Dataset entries
// Copyright (C) 2026 Fred Clausen
// Use of this source code is governed by an MIT-style
// license that can be found in the LICENSE file or at
// https://opensource.org/licenses/MIT.

//! Lifecycle interactors.
//!
//! Each interactor is built from explicit collaborators (and configuration
//! where it needs any) and exposes a single `call`. Expected failures such as
//! a missing entity, a rejected transition or a validation error come back as
//! a failed [`Outcome`]; only infrastructure failures are returned as `Err`.

mod analysis;
mod contracts;
mod inquiries;
mod offers;
mod payback;

pub use analysis::{
    ContractPayload, CustomerCancelsAnalysis, CustomerProvidesDetails, RequestCorrection,
    RequestCorrectionPayload, UpdateContractAnalysisState, UploadDocuments,
    UploadDocumentsPayload,
};
pub use contracts::{
    ContractDetailsPayload, ContractSummary, ContractsUnderAnalysisPayload, FindContractDetails,
    FindContractsUnderAnalysis,
};
pub use inquiries::{
    Finalization, FinalizationPayload, InquiryCategoryPayload, InquiryPayload, SubCompanyGrouping,
    SubCompanyGroupingPayload, SubcompanyGroup, UpdateInquiryCategoryState, UpdateInquiryState,
};
pub use offers::{
    AcceptOffer, AcceptOfferPayload, ExpireOffers, ExpireOffersPayload, MoveToSuccess,
    OpportunityPayload,
};
pub use payback::{
    CreditPaybackPoints, CreditPaybackPointsPayload, DEFAULT_LOCK_DAYS, EnrollPayback,
    EnrollPaybackPayload, PaybackConfig, RecalculatePaybackPoints, RecalculationPayload,
};

use crate::error::{CoreError, RepositoryError};
use crate::notify::ErrorReporter;
use crate::outcome::{BASE_FIELD, Outcome};
use clark_domain::{DomainError, InvalidTransition};
use tracing::warn;

/// Why an interactor stopped early.
#[derive(Debug)]
pub(crate) enum Failure {
    /// Entity missing or not owned by the caller.
    NotFound,
    /// Input rejected; attributed to a field.
    Invalid { field: String, message: String },
    /// A guard or compare-and-set rejection.
    Rejected(String),
    /// Infrastructure failure that must propagate.
    Core(CoreError),
}

impl Failure {
    /// Converts the failure into the interactor's return value.
    pub(crate) fn into_result<P>(self) -> Result<Outcome<P>, CoreError> {
        match self {
            Self::NotFound => Ok(Outcome::not_found()),
            Self::Invalid { field, message } => Ok(Outcome::invalid(&field, &message)),
            Self::Rejected(message) => Ok(Outcome::failure(vec![message])),
            Self::Core(err) => Err(err),
        }
    }
}

impl From<RepositoryError> for Failure {
    fn from(err: RepositoryError) -> Self {
        match err {
            RepositoryError::NotFound { .. } => Self::NotFound,
            RepositoryError::Validation { field, message } => Self::Invalid { field, message },
            RepositoryError::StaleState { .. } => Self::Rejected(err.to_string()),
            RepositoryError::Backend(_) => Self::Core(CoreError::Repository(err)),
        }
    }
}

impl From<InvalidTransition> for Failure {
    fn from(err: InvalidTransition) -> Self {
        Self::Rejected(err.to_string())
    }
}

impl From<DomainError> for Failure {
    fn from(err: DomainError) -> Self {
        let field: &str = match &err {
            DomainError::InvalidInteraction { field, .. } => *field,
            DomainError::InvalidPaybackNumber(_) => "payback_number",
            DomainError::InvalidPoints(_) | DomainError::BalanceOverflow { .. } => "points",
            DomainError::InvalidPagination { .. } => "page",
            DomainError::InvalidTimezone(_) => "timezone",
            _ => BASE_FIELD,
        };
        Self::Invalid {
            field: field.to_string(),
            message: err.to_string(),
        }
    }
}

/// Requires a lookup to have found something.
pub(crate) fn found<T>(value: Option<T>) -> Result<T, Failure> {
    value.ok_or(Failure::NotFound)
}

/// Logs and reports a failed best-effort side effect.
///
/// # Returns
///
/// True if the side effect succeeded.
pub(crate) fn best_effort<E: std::error::Error>(
    reporter: &dyn ErrorReporter,
    context: &str,
    result: Result<(), E>,
) -> bool {
    match result {
        Ok(()) => true,
        Err(err) => {
            warn!(context, error = %err, "side effect failed");
            reporter.capture(context, &err);
            false
        }
    }
}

> _EXERCISE INSTRUCTIONS_
Across the data above, count every line with "message" in it and write only the total.

> _SOLUTION TO THIS EXERCISE_
5